Import_vcf error: empty integer field

Thanks so much for supporting such a great tool. I am running into an issue trying to import multiple VCF shards from Sentieon’s implementation of GATK. Some of the shards import without issue. For others, there is an error thrown for single lines (complex indels):

mt = hl.import_vcf(in_path + ‘GVCFtyper-shard_2.vcf’,
header_file=‘s3://path/GVCFtyper.string.headers’,
reference_genome=‘GRCh38’, array_elements_required=False, skip_invalid_loci=True)

hail.utils.java.FatalError: HailException: GVCFtyper-shard_2.vcf:column 381286: empty integer field
… 0,0,0,0,0,0,0,0,0,0,0,0,0:18:99:.:. :.:.:.:.:. 0/1:8,6,0,0,0,0,0,0,0,0,0 …
^
offending line: chr1 25819429 . TGAGAGAGA AGAGAGAGA,TGAGAGAGAGAGAGAGAGA,TGAG…
see the Hail log for the full offending line

When I manually remove this line from the VCF, the file can be imported successfully, but this solution is slow and not scalable. Is there a better way to skip such lines and force import? Any insights would be greatly appreciated!

what is the carat pointing to?

It is pointing to the space in the middle of this part of the line “,0:18:99:.:. :.:.:.:.:.”

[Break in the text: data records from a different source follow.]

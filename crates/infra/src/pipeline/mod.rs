//! Commit processing pipeline built on the job system.
//!
//! - `admission`: credit check before any job is created
//! - `commit`: `fetch_diff -> generate_summary [-> send_email]` creation with
//!   compensating rollback
//! - `digest`: batched digest email scheduling
//! - `handlers`: job handlers and the upstream collaborators they call
//! - `commits`: commit artifact storage

pub mod admission;
pub mod commit;
pub mod commits;
pub mod digest;
pub mod handlers;

pub use admission::{AdmissionError, AdmissionGate, CreditLedger, InMemoryCreditLedger};
pub use commit::{CommitPipeline, CommitPipelineRequest, PipelineError, PipelineJobs};
pub use commits::{CommitRecord, CommitStore, CommitStoreError, InMemoryCommitStore};
pub use digest::{DigestOutcome, DigestRequest, DigestScheduler};
pub use handlers::{
    DiffProvider, DiffStatSummaryGenerator, DiffStats, EmailSender, FetchDiffHandler,
    GenerateSummaryHandler, LogEmailSender, OutgoingEmail, SendEmailHandler, SummaryGenerator,
    pipeline_handlers,
};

Sorry, actually pointing to the colon after the space.

aha.

This seems like an invalid VCF to me – a FORMAT field can’t start with :. This is feedback you should give to Sentieon for sure! In the meantime, I don’t know of a way to ignore lines with bad data like this. Do you see it frequently?

Ah, thanks so much. I’ll definitely pass this along to Sentieon. This happened twice in the file attempted here, and I have a test running on 100 shards to see how frequently it appears. I’ll keep you posted.

Thanks! Sorry about the inconvenience.

If you have those specific patterns, when variant information does not apply to a specific sample, you can temporarily fix it with sed and regular expressions to substitute "." for 0, since Hail matches the data types declared in the header. Bcftools generates similar outputs. It’s a dirty trick but it does the job. Just be careful not to overwrite your actual data.

Quick update: the Sentieon team reports that this bug was fixed in a more recent version of the software and suggests two solutions: sed to replace ‘\t:’ with ‘\t./.:’ (diploids) or using bcftools view to fill 0s into missing genotypes (along the lines of cdeniz’s solutions). We’re using the former and haven’t tested the latter. Thanks everybody for your time!